Before you decide to spend more than $150.00 for a “trial size” order of ProstaCaid or about $30.00 for a month’s supply of PectaSol-C, you might want to see some data that actually demonstrates a clinical effect in man. Caveat emptor!

5 Responses

  1. I agree that lack of clinical trials and research is a real problem with many integrative medicine approaches to advanced prostate cancer treatment, i.e. diet, supplements, etc. Unfortunately, those clinical trials will probably never occur because the pharmaceutical companies see no financial incentives to sponsor this kind of research.

    Let’s talk about conventional treatment for end stage advanced prostate cancer …. plenty of research and clinical trials that demonstrate that these enormously expensive drugs often have very limited value, empty your bank account, and often rob patients of quality of life in the final months of their lives. In the words of one of my physician friends who recently died from cancer, chemotherapy may the cruelest hoax in medicine.

    Yes, be careful about taking supplements, altering your diet, keep your physician informed of your approach. Be critical of the profit motive when considering alternative approaches to treatment. But , also be critical of all conventional approaches as well and for all the same reasons.

  2. Which comment is an excellent introduction to an article entitled “Letting Go” which is mentioned in the very next post.

  3. I believe that you missed my point. Of course, we all need to know when to “let go.”

    The point I was trying to make is that some of the integrative medicine approaches involving supplements and diet, even though untested in clinical trials with human subjects, may actually be a more appropriate choice for those of us with advanced prostate cancer. There are no known side effects in Dr. Eliaz’s supplements. The cost is a fraction of the cost of chemotherapy, with it’s well researched and limited usefulness.

    Hopefully, someday there may be a chemotherapy agent that will completely stop the progression of this disease without destroying quality of life.
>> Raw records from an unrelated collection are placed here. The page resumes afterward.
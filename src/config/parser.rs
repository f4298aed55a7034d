use crate::config::types::Config;
use crate::config::validation::validate;
use crate::ConfigError;
use std::path::Path;

/// Loads and parses a configuration file from the given path
///
/// # Arguments
///
/// * `path` - Path to the TOML configuration file
///
/// # Returns
///
/// * `Ok(Config)` - Successfully loaded and validated configuration
/// * `Err(ConfigError)` - Failed to load, parse, or validate the configuration
pub fn load_config(path: &Path) -> Result<Config, ConfigError> {
    // Read the configuration file
    let content = std::fs::read_to_string(path)?;

    // Parse TOML
    let config: Config = toml::from_str(&content)?;

    // Validate the configuration
    validate(&config)?;

    Ok(config)
}

#[cfg(test)]
mod tests {
    use super::*;
    use std::io::Write;
    use tempfile::NamedTempFile;

    fn create_temp_config(content: &str) -> NamedTempFile {
        let mut file = NamedTempFile::new().unwrap();
        file.write_all(content.as_bytes()).unwrap();
        file.flush().unwrap();
        file
    }

    #[test]
    fn test_load_valid_config() {
        let config_content = r#"
[crawler]
max-retries = 5
worker-pool-size = 4
document-bound = 25
retry-backoff-ms = [50, 200]
inter-request-delay-ms = [1, 10]
media-extensions = [".jpg", ".jpeg", ".pdf"]

[http]
user-agent = "TestAgent/1.0"
request-timeout-secs = 15
connect-timeout-secs = 5
pool-max-idle-per-host = 8

[output]
documents-path = "./out.json"
"#;

        let file = create_temp_config(config_content);
        let config = load_config(file.path()).unwrap();

        assert_eq!(config.crawler.max_retries, 5);
        assert_eq!(config.crawler.worker_pool_size, 4);
        assert_eq!(config.crawler.document_bound, 25);
        assert_eq!(config.crawler.media_extensions.len(), 3);
        assert_eq!(config.http.user_agent, "TestAgent/1.0");
        assert_eq!(config.output.documents_path, "./out.json");
    }

    #[test]
    fn test_load_empty_config_uses_defaults() {
        let file = create_temp_config("");
        let config = load_config(file.path()).unwrap();

        assert_eq!(config.crawler.max_retries, 3);
        assert_eq!(config.crawler.worker_pool_size, 13);
        assert_eq!(config.crawler.document_bound, 10);
        assert_eq!(config.crawler.retry_backoff_ms, [100, 500]);
        assert_eq!(config.crawler.inter_request_delay_ms, [5, 50]);
        assert_eq!(
            config.crawler.media_extensions,
            vec![".jpg".to_string(), ".jpeg".to_string()]
        );
    }

    #[test]
    fn test_load_partial_config_fills_missing_sections() {
        let config_content = r#"
[crawler]
document-bound = 3
"#;
        let file = create_temp_config(config_content);
        let config = load_config(file.path()).unwrap();

        assert_eq!(config.crawler.document_bound, 3);
        assert_eq!(config.crawler.max_retries, 3);
        assert_eq!(config.http.request_timeout_secs, 30);
    }

    #[test]
    fn test_load_config_with_invalid_path() {
        let result = load_config(Path::new("/nonexistent/config.toml"));
        assert!(result.is_err());
    }

    #[test]
    fn test_load_config_with_invalid_toml() {
        let config_content = "this is not valid TOML {{{";
        let file = create_temp_config(config_content);
        let result = load_config(file.path());
        assert!(result.is_err());
    }

    #[test]
    fn test_load_config_with_validation_error() {
        let config_content = r#"
[crawler]
worker-pool-size = 0
"#;
        let file = create_temp_config(config_content);
        let result = load_config(file.path());
        assert!(result.is_err());
        assert!(matches!(result.unwrap_err(), ConfigError::Validation(_)));
    }
}
//! Client-side notification handling
//!
//! Servers report streamed output through progress notifications keyed by
//! the progress token rmcp attaches to each request. The handler routes each
//! notification to the channel registered for its token.

use rmcp::model::{LoggingMessageNotificationParam, ProgressNotificationParam, ProgressToken};
use rmcp::service::NotificationContext;
use rmcp::{ClientHandler, RoleClient};
use serde_json::Value;
use std::collections::HashMap;
use std::sync::Arc;
use tokio::sync::{mpsc, Mutex};
use tracing::{debug, warn};

type Subscribers = HashMap<String, mpsc::UnboundedSender<Value>>;

/// Per-session rmcp handler
#[derive(Clone)]
pub(crate) struct SessionHandler {
    server: Arc<str>,
    subscribers: Arc<Mutex<Subscribers>>,
}

impl SessionHandler {
    pub(crate) fn new(server: &str) -> Self {
        Self {
            server: Arc::from(server),
            subscribers: Arc::new(Mutex::new(HashMap::new())),
        }
    }

    /// Start receiving progress for a token
    pub(crate) async fn subscribe(&self, key: String) -> mpsc::UnboundedReceiver<Value> {
        let (tx, rx) = mpsc::unbounded_channel();
        self.subscribers.lock().await.insert(key, tx);
        rx
    }

    pub(crate) async fn unsubscribe(&self, key: &str) {
        self.subscribers.lock().await.remove(key);
    }

    #[cfg(test)]
    pub(crate) async fn subscriber_count(&self) -> usize {
        self.subscribers.lock().await.len()
    }
}

/// Stable map key for a progress token, whether numeric or string
pub(crate) fn progress_key(token: &ProgressToken) -> String {
    serde_json::to_string(token).unwrap_or_default()
}

impl ClientHandler for SessionHandler {
    async fn on_progress(
        &self,
        params: ProgressNotificationParam,
        _context: NotificationContext<RoleClient>,
    ) {
        let key = progress_key(&params.progress_token);
        let subscribers = self.subscribers.lock().await;
        let Some(tx) = subscribers.get(&key) else {
            debug!(server = %self.server, token = %key, "Progress for unknown request");
            return;
        };

        match serde_json::to_value(&params) {
            Ok(chunk) => {
                if tx.send(chunk).is_err() {
                    debug!(server = %self.server, token = %key, "Progress receiver dropped");
                }
            }
            Err(e) => warn!(server = %self.server, error = %e, "Unserializable progress notification"),
        }
    }

    async fn on_logging_message(
        &self,
        params: LoggingMessageNotificationParam,
        _context: NotificationContext<RoleClient>,
    ) {
        debug!(
            server = %self.server,
            level = ?params.level,
            logger = ?params.logger,
            data = %params.data,
            "Server log"
        );
    }
}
Until then, I will look elsewhere.


  4. I am 86 years old. I had 39 days radiation for one speck of cancer in 8 samples taken from my prostate at biopsy in August 2001, when I was 74. (My PSA had doubled from 2 to 4 in one year between 2000 and 2001.) By 2013 my PSA had gone up to 4.25 ng/ml in stages, but had doubled in 1 year from 2.0. Health Sciences Institute information led me to Dr. Isaac Eliaz, MD and his Pectasol C and Prostacaid. I took them for 4 weeks and my PSA dropped to 1.28. My UCLA Medical Center Oncologist noted the two-thirds reduction in PSA level and gave me a prescription for bicalutamide (50 mg/day). I will continue to work with my urologist and a local oncologist for prostate cancer said to be still contained in my radiated Prostate. Bone scan to be done.

  5. William Greene:

    This was in 2013. How are things? My husband was diagnosed with the same cancer, had his prostate removed, and now the PSA is doubling. Should I invest in this?